======== Source data

use crate::pixel::*;

use tvg_scene::{Color, Coord2, Scene, Style, TvgError};

///
/// The colour source for a shape, ready to be evaluated at any point in the scene
///
#[derive(Clone, Debug)]
pub enum Paint {
    /// Every point has the same colour
    Flat(F32LinearPixel),

    /// Colour varies along the line from `start` in the direction `direction` (whose length is the length of the gradient)
    Linear { start: Coord2, direction: Coord2, color_0: Color, color_1: Color },

    /// Colour varies with the distance from `center`
    Radial { center: Coord2, radius: f64, color_0: Color, color_1: Color },
}

impl Paint {
    ///
    /// Creates the paint for a style, looking up its colours in the scene's colour table
    ///
    /// A style that refers to a colour that isn't in the table produces `InvalidData`
    ///
    pub fn from_style(style: &Style, scene: &Scene) -> Result<Paint, TvgError> {
        match style {
            Style::Flat(color) => {
                Ok(Paint::Flat(F32LinearPixel::from_color(scene.color(*color)?)))
            }

            Style::LinearGradient { point_0, point_1, color_0, color_1 } => {
                let start = Coord2::from(*point_0);
                let end   = Coord2::from(*point_1);

                Ok(Paint::Linear {
                    start:      start,
                    direction:  end - start,
                    color_0:    *scene.color(*color_0)?,
                    color_1:    *scene.color(*color_1)?,
                })
            }

            Style::RadialGradient { point_0, color_0, color_1, .. } => {
                Ok(Paint::Radial {
                    center:     Coord2::from(*point_0),
                    radius:     style.radius().unwrap_or(0.0),
                    color_0:    *scene.color(*color_0)?,
                    color_1:    *scene.color(*color_1)?,
                })
            }
        }
    }

    ///
    /// Returns the position of a point along a gradient, clamped to the range 0..1
    ///
    /// Degenerate gradients (zero length or zero radius) always return 0
    ///
    #[inline]
    pub fn gradient_position(&self, point: Coord2) -> f64 {
        let t = match self {
            Paint::Flat(_) => 0.0,

            Paint::Linear { start, direction, .. } => {
                let length_squared = direction.dot(direction);

                if length_squared > 0.0 {
                    (point - *start).dot(direction) / length_squared
                } else {
                    0.0
                }
            }

            Paint::Radial { center, radius, .. } => {
                if *radius > 0.0 {
                    point.distance_to(center) / *radius
                } else {
                    0.0
                }
            }
        };

        if t.is_nan() { 0.0 } else { t.max(0.0).min(1.0) }
    }

    ///
    /// Evaluates the (premultiplied) colour at a point in the scene
    ///
    /// Gradient colours are interpolated with straight alpha and premultiplied afterwards
    ///
    #[inline]
    pub fn pixel_at(&self, point: Coord2) -> F32LinearPixel {
        match self {
            Paint::Flat(pixel)                              => *pixel,

            Paint::Linear { color_0, color_1, .. }          |
            Paint::Radial { color_0, color_1, .. }          => {
                let t = self.gradient_position(point) as f32;
                F32LinearPixel::from_color(&color_0.lerp(color_1, t))
            }
        }
    }

    ///
    /// True if this paint always produces opaque pixels
    ///
    pub fn is_opaque(&self) -> bool {
        match self {
            Paint::Flat(pixel)                      => pixel.is_opaque(),
            Paint::Linear { color_0, color_1, .. }  |
            Paint::Radial { color_0, color_1, .. }  => color_0.a >= 1.0 && color_1.a >= 1.0,
        }
    }
}
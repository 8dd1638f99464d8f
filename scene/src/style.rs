use crate::geometry::*;
use crate::error::*;

use std::convert::{TryFrom};

///
/// Index into the colour table of a scene
///
pub type ColorIndex = u32;

///
/// The kind of a style, as stored in the 2-bit fields of command bytes
///
#[derive(Clone, Copy, Debug, PartialEq, Eq, Hash)]
pub enum StyleKind {
    Flat,
    LinearGradient,
    RadialGradient,
}

///
/// Describes how a shape is coloured in
///
#[derive(Clone, Copy, Debug, PartialEq, Serialize, Deserialize)]
pub enum Style {
    /// Every pixel has the same colour
    Flat(ColorIndex),

    /// The colour changes from `color_0` at `point_0` to `color_1` at `point_1` along the line between the two points
    LinearGradient { point_0: Point, point_1: Point, color_0: ColorIndex, color_1: ColorIndex },

    /// The colour changes from `color_0` at the center (`point_0`) to `color_1` at the radius (the distance to `point_1`)
    RadialGradient { point_0: Point, point_1: Point, color_0: ColorIndex, color_1: ColorIndex },
}

impl StyleKind {
    ///
    /// The 2-bit tag used for this style kind
    ///
    #[inline]
    pub fn tag(&self) -> u8 {
        match self {
            StyleKind::Flat             => 0,
            StyleKind::LinearGradient   => 1,
            StyleKind::RadialGradient   => 2,
        }
    }
}

impl TryFrom<u8> for StyleKind {
    type Error = TvgError;

    fn try_from(tag: u8) -> Result<StyleKind, TvgError> {
        match tag {
            0 => Ok(StyleKind::Flat),
            1 => Ok(StyleKind::LinearGradient),
            2 => Ok(StyleKind::RadialGradient),
            _ => Err(invalid_data("style kind out of range")),
        }
    }
}

impl Style {
    ///
    /// A flat style using a colour from the colour table
    ///
    #[inline]
    pub fn flat(color: ColorIndex) -> Style {
        Style::Flat(color)
    }

    ///
    /// The kind of this style
    ///
    #[inline]
    pub fn kind(&self) -> StyleKind {
        match self {
            Style::Flat(_)                  => StyleKind::Flat,
            Style::LinearGradient { .. }    => StyleKind::LinearGradient,
            Style::RadialGradient { .. }    => StyleKind::RadialGradient,
        }
    }

    ///
    /// The colour table entries that this style refers to
    ///
    #[inline]
    pub fn color_indexes(&self) -> impl Iterator<Item=ColorIndex> {
        let (first, second) = match self {
            Style::Flat(color)                                  => (*color, None),
            Style::LinearGradient { color_0, color_1, .. }      => (*color_0, Some(*color_1)),
            Style::RadialGradient { color_0, color_1, .. }      => (*color_0, Some(*color_1)),
        };

        std::iter::once(first).chain(second)
    }

    ///
    /// For a radial gradient, the radius of the gradient
    ///
    #[inline]
    pub fn radius(&self) -> Option<f64> {
        match self {
            Style::RadialGradient { point_0, point_1, .. }  => Some(Coord2::from(*point_0).distance_to(&Coord2::from(*point_1))),
            _                                               => None,
        }
    }
}
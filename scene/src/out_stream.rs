use crate::error::*;

use std::io;

///
/// A byte sink that documents are written to
///
/// A sink may accept fewer bytes than it was offered; `write_all()` keeps writing until everything has been
/// accepted. A sink that accepts nothing, or that returns an error, aborts the write with `TvgError::Io`.
///
pub trait OutStream {
    ///
    /// Writes some of the bytes in a buffer, returning the number that were accepted
    ///
    fn write(&mut self, buffer: &[u8]) -> Result<usize, TvgError>;

    ///
    /// Writes an entire buffer to this stream
    ///
    fn write_all(&mut self, buffer: &[u8]) -> Result<(), TvgError> {
        let mut remaining = buffer;

        while !remaining.is_empty() {
            let written = self.write(remaining)?;

            if written == 0 || written > remaining.len() {
                log::warn!("Output stream stopped accepting data with {} bytes remaining", remaining.len());
                return Err(TvgError::Io);
            }

            remaining = &remaining[written..];
        }

        Ok(())
    }

    ///
    /// Writes a string to this stream
    ///
    #[inline]
    fn write_str(&mut self, text: &str) -> Result<(), TvgError> {
        self.write_all(text.as_bytes())
    }
}

///
/// Adapts a `std::io::Write` implementation to an `OutStream`
///
pub struct WriteStream<W: io::Write> {
    target: W,
}

impl<W: io::Write> WriteStream<W> {
    ///
    /// Creates an output stream that writes to the specified target
    ///
    pub fn new(target: W) -> WriteStream<W> {
        WriteStream { target }
    }

    ///
    /// Returns the target of this stream
    ///
    pub fn into_inner(self) -> W {
        self.target
    }
}

impl<W: io::Write> OutStream for WriteStream<W> {
    fn write(&mut self, buffer: &[u8]) -> Result<usize, TvgError> {
        loop {
            match self.target.write(buffer) {
                Ok(written)                                             => { return Ok(written); }
                Err(err) if err.kind() == io::ErrorKind::Interrupted    => { }
                Err(err)                                                => {
                    log::warn!("Output stream failed: {}", err);
                    return Err(TvgError::Io);
                }
            }
        }
    }
}

impl OutStream for Vec<u8> {
    #[inline]
    fn write(&mut self, buffer: &[u8]) -> Result<usize, TvgError> {
        self.try_reserve(buffer.len())?;
        self.extend_from_slice(buffer);

        Ok(buffer.len())
    }
}
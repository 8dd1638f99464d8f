use tvg_render_software::pixel::*;

use tvg_scene::{Color};

#[test]
fn from_color_premultiplies() {
    let pixel = F32LinearPixel::from_color(&Color::rgba(1.0, 0.5, 0.25, 0.5));

    assert!(pixel.to_components() == [0.5, 0.25, 0.125, 0.5], "{:?}", pixel);
}

#[test]
fn to_color_removes_premultiplication() {
    let pixel               = F32LinearPixel::from_color(&Color::rgba(0.1, 0.2, 0.3, 0.5));
    let (r, g, b, a)        = pixel.to_color().to_rgba_components();

    assert!((r-0.1).abs() < 0.001, "red={:?}", r);
    assert!((g-0.2).abs() < 0.001, "green={:?}", g);
    assert!((b-0.3).abs() < 0.001, "blue={:?}", b);
    assert!((a-0.5).abs() < 0.001, "alpha={:?}", a);
}

#[test]
fn transparent_to_rgba8() {
    assert!(F32LinearPixel::transparent().to_rgba8() == [0, 0, 0, 0]);
}

#[test]
fn opaque_source_over_replaces() {
    let red     = F32LinearPixel::from_color(&Color::rgba(1.0, 0.0, 0.0, 1.0));
    let green   = F32LinearPixel::from_color(&Color::rgba(0.0, 1.0, 0.0, 1.0));

    assert!(green.source_over(red) == green);
    assert!(green.is_opaque());
}

#[test]
fn translucent_source_over() {
    let red     = F32LinearPixel::from_color(&Color::rgba(1.0, 0.0, 0.0, 1.0));
    let blue    = F32LinearPixel::from_color(&Color::rgba(0.0, 0.0, 1.0, 0.5));

    let blended = blue.source_over(red);
    assert!(blended.to_components() == [0.5, 0.0, 0.5, 1.0], "{:?}", blended);
}

#[test]
fn translucent_over_transparent() {
    let blue    = F32LinearPixel::from_color(&Color::rgba(0.0, 0.0, 1.0, 0.5));
    let blended = blue.source_over(F32LinearPixel::transparent());

    assert!(blended.to_rgba8() == [0, 0, 255, 128], "{:?}", blended.to_rgba8());
}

================

## [Task prompt]
Go back to the listing above. Copy word for word the lines from the one with "of command bytes" through the one with "#[derive(Clone, Copy, Debug, PartialEq, Serialize, Deserialize)]", and nothing more.

## [Solution]
/// The kind of a style, as stored in the 2-bit fields of command bytes
///
#[derive(Clone, Copy, Debug, PartialEq, Eq, Hash)]
pub enum StyleKind {
    Flat,
    LinearGradient,
    RadialGradient,
}

///
/// Describes how a shape is coloured in
///
#[derive(Clone, Copy, Debug, PartialEq, Serialize, Deserialize)]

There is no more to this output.